_About this task_:
Your task is to repeat the data exactly, every line of it.

_Source information_:

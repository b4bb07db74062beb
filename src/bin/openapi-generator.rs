use sabre_logger_back::services::documentation::ApiDoc;
use utoipa::OpenApi;

fn main() -> anyhow::Result<()> {
    let doc = ApiDoc::openapi();
    println!("{}", doc.to_pretty_json()?);
    Ok(())
}
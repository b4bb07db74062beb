use std::{convert::Infallible, time::Duration};

use axum::response::sse::{Event, KeepAlive, Sse};
use futures::Stream;
use tokio::sync::{
    broadcast::{self, error::RecvError},
    mpsc,
};
use tokio_stream::wrappers::ReceiverStream;
use tracing::{debug, info};
use uuid::Uuid;

use crate::{
    dto::{session::SessionSnapshot, sse::ServerEvent},
    error::ServiceError,
    services::{session_service, sse_events::{EVENT_SESSION_CLOSED, EVENT_SESSION_SNAPSHOT}},
    state::SharedState,
};

/// Subscribe to the event stream of an owned live session.
///
/// The receiver is primed with the current snapshot so a client renders immediately after
/// connecting.
pub async fn subscribe_session(
    state: &SharedState,
    owner_id: &str,
    match_id: Uuid,
) -> Result<(ServerEvent, broadcast::Receiver<ServerEvent>), ServiceError> {
    let session = session_service::live_session(state, owner_id, match_id)?;
    let receiver = session.subscribe();
    let snapshot = SessionSnapshot::from(session.view().await);
    let initial = ServerEvent::json(Some(EVENT_SESSION_SNAPSHOT.to_string()), &snapshot)
        .map_err(|err| ServiceError::InvalidState(format!("failed to encode snapshot: {err}")))?;
    Ok((initial, receiver))
}

fn to_event(payload: ServerEvent) -> Event {
    let mut event = Event::default().data(payload.data);
    if let Some(name) = payload.event {
        event = event.event(name);
    }
    event
}

/// Serve a session's events as SSE. The stream ends after `session.closed`, when
/// the hub goes away, or when the client disconnects.
pub fn to_sse_stream(
    initial: ServerEvent,
    mut receiver: broadcast::Receiver<ServerEvent>,
    match_id: Uuid,
) -> Sse<impl Stream<Item = Result<Event, Infallible>>> {
    let (tx, rx) = mpsc::channel::<Result<Event, Infallible>>(8);

    tokio::spawn(async move {
        let mut next = Some(initial);
        while let Some(payload) = next.take() {
            let last = payload.event.as_deref() == Some(EVENT_SESSION_CLOSED);
            if tx.send(Ok(to_event(payload))).await.is_err() || last {
                break;
            }

            next = tokio::select! {
                _ = tx.closed() => None,
                received = next_event(&mut receiver, match_id) => received,
            };
        }

        info!(%match_id, "session SSE stream finished");
    });

    Sse::new(ReceiverStream::new(rx)).keep_alive(
        KeepAlive::new()
            .interval(Duration::from_secs(15))
            .text("keep-alive"),
    )
}

async fn next_event(
    receiver: &mut broadcast::Receiver<ServerEvent>,
    match_id: Uuid,
) -> Option<ServerEvent> {
    loop {
        match receiver.recv().await {
            Ok(payload) => return Some(payload),
            Err(RecvError::Closed) => return None,
            Err(RecvError::Lagged(skipped)) => {
                debug!(%match_id, skipped, "session SSE listener lagging");
            }
        }
    }
}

_Response to this exercise_:
repository b4bb07db74062beb
filename src/bin/openapi-generator.rs
use sabre_logger_back::services::documentation::ApiDoc;
use utoipa::OpenApi;

fn main() -> anyhow::Result<()> {
    let doc = ApiDoc::openapi();
    println!("{}", doc.to_pretty_json()?);
    Ok(())
}
repository b4bb07db74062beb
use std::{convert::Infallible, time::Duration};

use axum::response::sse::{Event, KeepAlive, Sse};
use futures::Stream;
use tokio::sync::{
    broadcast::{self, error::RecvError},
    mpsc,
};
use tokio_stream::wrappers::ReceiverStream;
use tracing::{debug, info};
use uuid::Uuid;

use crate::{
    dto::{session::SessionSnapshot, sse::ServerEvent},
    error::ServiceError,
    services::{session_service, sse_events::{EVENT_SESSION_CLOSED, EVENT_SESSION_SNAPSHOT}},
    state::SharedState,
};

/// Subscribe to the event stream of an owned live session.
///
/// The receiver is primed with the current snapshot so a client renders immediately after
/// connecting.
pub async fn subscribe_session(
    state: &SharedState,
    owner_id: &str,
    match_id: Uuid,
) -> Result<(ServerEvent, broadcast::Receiver<ServerEvent>), ServiceError> {
    let session = session_service::live_session(state, owner_id, match_id)?;
    let receiver = session.subscribe();
    let snapshot = SessionSnapshot::from(session.view().await);
    let initial = ServerEvent::json(Some(EVENT_SESSION_SNAPSHOT.to_string()), &snapshot)
        .map_err(|err| ServiceError::InvalidState(format!("failed to encode snapshot: {err}")))?;
    Ok((initial, receiver))
}

fn to_event(payload: ServerEvent) -> Event {
    let mut event = Event::default().data(payload.data);
    if let Some(name) = payload.event {
        event = event.event(name);
    }
    event
}

/// Serve a session's events as SSE. The stream ends after `session.closed`, when
/// the hub goes away, or when the client disconnects.
pub fn to_sse_stream(
    initial: ServerEvent,
    mut receiver: broadcast::Receiver<ServerEvent>,
    match_id: Uuid,
) -> Sse<impl Stream<Item = Result<Event, Infallible>>> {
    let (tx, rx) = mpsc::channel::<Result<Event, Infallible>>(8);

    tokio::spawn(async move {
        let mut next = Some(initial);
        while let Some(payload) = next.take() {
            let last = payload.event.as_deref() == Some(EVENT_SESSION_CLOSED);
            if tx.send(Ok(to_event(payload))).await.is_err() || last {
                break;
            }

            next = tokio::select! {
                _ = tx.closed() => None,
                received = next_event(&mut receiver, match_id) => received,
            };
        }

        info!(%match_id, "session SSE stream finished");
    });

    Sse::new(ReceiverStream::new(rx)).keep_alive(
        KeepAlive::new()
            .interval(Duration::from_secs(15))
            .text("keep-alive"),
    )
}

async fn next_event(
    receiver: &mut broadcast::Receiver<ServerEvent>,
    match_id: Uuid,
) -> Option<ServerEvent> {
    loop {
        match receiver.recv().await {
            Ok(payload) => return Some(payload),
            Err(RecvError::Closed) => return None,
            Err(RecvError::Lagged(skipped)) => {
                debug!(%match_id, skipped, "session SSE listener lagging");
            }
        }
    }
}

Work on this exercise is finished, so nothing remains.